Only the lines that hold "default" should be in the answer, each copied from the data below.

— Material for the task —
----

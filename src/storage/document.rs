//! Document repository
//!
//! Maps the whole `AppData` document to a single stored entry. Every save
//! rewrites the entire document; there are no partial updates.

use crate::error::{VyapaarError, VyapaarResult};
use crate::models::AppData;

use super::kv::KeyValueStore;

/// Key under which the document is stored
pub const DOCUMENT_KEY: &str = "vyapaar_track_data_v1";

/// Key receiving an unreadable document before it is replaced
pub const CORRUPT_DOCUMENT_KEY: &str = "vyapaar_track_data_v1.corrupt";

/// Repository for the application document
pub struct DocumentRepository<S> {
    store: S,
}

impl<S: KeyValueStore> DocumentRepository<S> {
    pub fn new(store: S) -> Self {
        Self { store }
    }

    /// Check whether a document has been stored
    pub fn exists(&self) -> VyapaarResult<bool> {
        Ok(self.store.get(DOCUMENT_KEY)?.is_some())
    }

    /// Load the stored document, seeding (and saving) it if absent
    ///
    /// # Errors
    ///
    /// Returns `CorruptState` if a stored document cannot be parsed.
    pub fn load_strict(&self) -> VyapaarResult<AppData> {
        match self.store.get(DOCUMENT_KEY)? {
            Some(raw) => parse_document(&raw),
            None => self.seed(),
        }
    }

    /// Load the stored document, failing closed to the seed document
    ///
    /// An unreadable document is kept under [`CORRUPT_DOCUMENT_KEY`] and
    /// replaced by a freshly seeded one.
    pub fn load(&self) -> VyapaarResult<AppData> {
        let raw = match self.store.get(DOCUMENT_KEY)? {
            Some(raw) => raw,
            None => return self.seed(),
        };

        match parse_document(&raw) {
            Ok(data) => Ok(data),
            Err(err) => {
                log::warn!("{}; restoring default data", err);
                self.store.set(CORRUPT_DOCUMENT_KEY, &raw)?;
                self.seed()
            }
        }
    }

    /// Serialize and overwrite the stored document
    pub fn save(&self, data: &AppData) -> VyapaarResult<()> {
        let json = serde_json::to_string_pretty(data)?;
        self.store.set(DOCUMENT_KEY, &json)?;
        log::debug!(
            "Saved document: {} expenses, {} business units, {} categories",
            data.expenses.len(),
            data.business_units.len(),
            data.categories.len()
        );
        Ok(())
    }

    /// Remove the stored document; the next load seeds a new one
    pub fn clear(&self) -> VyapaarResult<()> {
        self.store.remove(DOCUMENT_KEY)?;
        log::info!("Cleared stored document");
        Ok(())
    }

    fn seed(&self) -> VyapaarResult<AppData> {
        log::info!("No stored document found; seeding default data");
        let data = AppData::seed();
        self.save(&data)?;
        Ok(data)
    }
}

fn parse_document(raw: &str) -> VyapaarResult<AppData> {
    serde_json::from_str(raw).map_err(|e| VyapaarError::CorruptState {
        key: DOCUMENT_KEY.to_string(),
        reason: e.to_string(),
    })
}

----

— Exercise result —
                log::warn!("{}; restoring default data", err);
        log::info!("No stored document found; seeding default data");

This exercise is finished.